Rano pochmurno i wietrznie, potem ładnie, ale burzowo, do 22 stopni

Dolina Młynicka

Podjeżdżamy do centrum Szczyrbskiego Jeziora i parkujemy nieco powyżej głównego piętrowego parkingu. Idziemy w stronę dolnych stacji wyciągów narciarskich i zostawiamy je po lewej stronie, kierując się prosto do wylotu Doliny Młynickiej. Zadziwiają nas szerokie widoki w tym miejscu, bo pamiętamy jeszcze dorodny las rosnący tu jeszcze kilka lat temu. Niestety padł on ofiarą silnego wiatru w 2014 r.

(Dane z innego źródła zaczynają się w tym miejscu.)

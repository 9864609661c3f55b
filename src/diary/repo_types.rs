use serde::{Deserialize, Serialize};
use sqlx::FromRow;
use time::{Date, OffsetDateTime};
use time_tz::{OffsetDateTimeExt, Tz};

use crate::error::DiaryError;

/// One confirmed food intake. Only the micro fields may change after insert.
#[derive(Debug, Clone, PartialEq, Serialize, Deserialize, FromRow)]
pub struct NutritionRecord {
    pub id: i64,
    pub owner_id: i64,
    pub food_name: String,
    pub calories: f64,
    pub protein_g: f64,
    pub fat_g: f64,
    pub carbs_g: f64,
    pub fiber_g: f64,
    pub sugar_g: f64,
    pub sodium_mg: f64,
    pub cholesterol_mg: f64,
    #[serde(with = "time::serde::rfc3339")]
    pub recorded_at: OffsetDateTime,
}

impl NutritionRecord {
    /// Calendar date of the record as seen in `zone`.
    pub fn local_date(&self, zone: &Tz) -> Date {
        self.recorded_at.to_timezone(zone).date()
    }

    pub fn micros(&self) -> Micros {
        Micros {
            fiber_g: self.fiber_g,
            sugar_g: self.sugar_g,
            sodium_mg: self.sodium_mg,
            cholesterol_mg: self.cholesterol_mg,
        }
    }
}

#[derive(Debug, Clone, Copy, Default, PartialEq, Serialize, Deserialize)]
pub struct Micros {
    #[serde(default)]
    pub fiber_g: f64,
    #[serde(default)]
    pub sugar_g: f64,
    #[serde(default)]
    pub sodium_mg: f64,
    #[serde(default)]
    pub cholesterol_mg: f64,
}

impl Micros {
    pub fn validate(&self) -> Result<(), DiaryError> {
        non_negative("fiber", self.fiber_g)?;
        non_negative("sugar", self.sugar_g)?;
        non_negative("sodium", self.sodium_mg)?;
        non_negative("cholesterol", self.cholesterol_mg)
    }
}

/// Nutrient quantities of an entry about to be recorded.
#[derive(Debug, Clone, Default, PartialEq, Serialize, Deserialize)]
pub struct NutrientFields {
    pub food_name: String,
    pub calories: f64,
    pub protein_g: f64,
    pub fat_g: f64,
    pub carbs_g: f64,
    #[serde(default)]
    pub micros: Micros,
}

impl NutrientFields {
    pub fn validate(&self) -> Result<(), DiaryError> {
        if self.food_name.trim().is_empty() {
            return Err(DiaryError::validation("food name must not be empty"));
        }
        non_negative("calories", self.calories)?;
        non_negative("protein", self.protein_g)?;
        non_negative("fat", self.fat_g)?;
        non_negative("carbs", self.carbs_g)?;
        self.micros.validate()
    }
}

/// Row handed to the repository; `recorded_at` is already stamped.
#[derive(Debug, Clone, PartialEq)]
pub struct NewRecord {
    pub owner_id: i64,
    pub fields: NutrientFields,
    pub recorded_at: OffsetDateTime,
}

fn non_negative(name: &str, value: f64) -> Result<(), DiaryError> {
    if value.is_finite() && value >= 0.0 {
        Ok(())
    } else {
        Err(DiaryError::validation(format!("{name} must be zero or more")))
    }
}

Po chwili idziemy piękną leśną drogą. Zachwycamy się korzeniami, które pod naszymi nogami oplatają kamienie, tworząc mozaikową nawierzchnię szlaku. Niby dolina jak dolina – las, potem kosodrzewina, potem piękne łąki, ale w Dolinie Młynickiej urok szlaku podkreśla piękna oprawa grani Baszt (po prawej) i Solisk (po lewej).

Wchodzimy w Dolinę Młynicką. Po lewej Solisko, po prawej Patria.

Bardzo podoba się nam plątanina korzeni i kamieni na szlaku.

Przez chwilę szlak zwraca się w stronę grani Baszt.

Już z daleka podziwiamy wodospad Skok.

Po godzinie docieramy w pobliże imponującego pierwszego progu doliny, z którego spada zachwycający wodospad Skok. To nie tylko w naszym odczuciu jeden z najpiękniejszych wodospadów tatrzańskich!

Chętnie odpoczęlibyśmy pod wodospadem, ale wiatr nie daje na to szans.

Skok to jeden z najpiękniejszych wodospadów tatrzańskich.

Szlak wznosi się na próg doliny na lewo od wodospadu.

Chciałoby się usiąść i odpocząć w takim pięknym otoczeniu, ale od dłuższej już chwili doskwierają nam dziś podmuchy coraz silniejszego zimnego wiatru. Odkładamy więc odpoczynek do czasu znalezienia bardziej zacisznego miejsca. Podejście na pierwszy z progów w Dolinie Młynickiej jest najdłuższe, ale silny wiatr nie pozwala nam na zatrzymywanie się, co przyspiesza tempo marszu. Na ogładzeniach spotykamy krótki odcinek ubezpieczony łańcuchem – ułatwienia są przydatne zwłaszcza przy śliskiej skale lub oblodzeniu.

Miejsce na upragniony postój znajdujemy między głazami już za progiem doliny. Po chwili ruszamy dalej i co widzimy? Kolejny próg! Na dodatek jakiś taki podobny do tego pierwszego, tylko pięknego wodospadu nie ma 😉  Okolica staje się za to coraz bardziej dzika. A to jeszcze nie wszystko! Po podejściu na drugi próg czeka nas jeszcze nie jeden, lecz dwa progi! Na szczęście musimy wdrapać się tylko na jeden z nich, ten usytuowany na lewo od dominującego w krajobrazie Szczyrbskiego Szczytu.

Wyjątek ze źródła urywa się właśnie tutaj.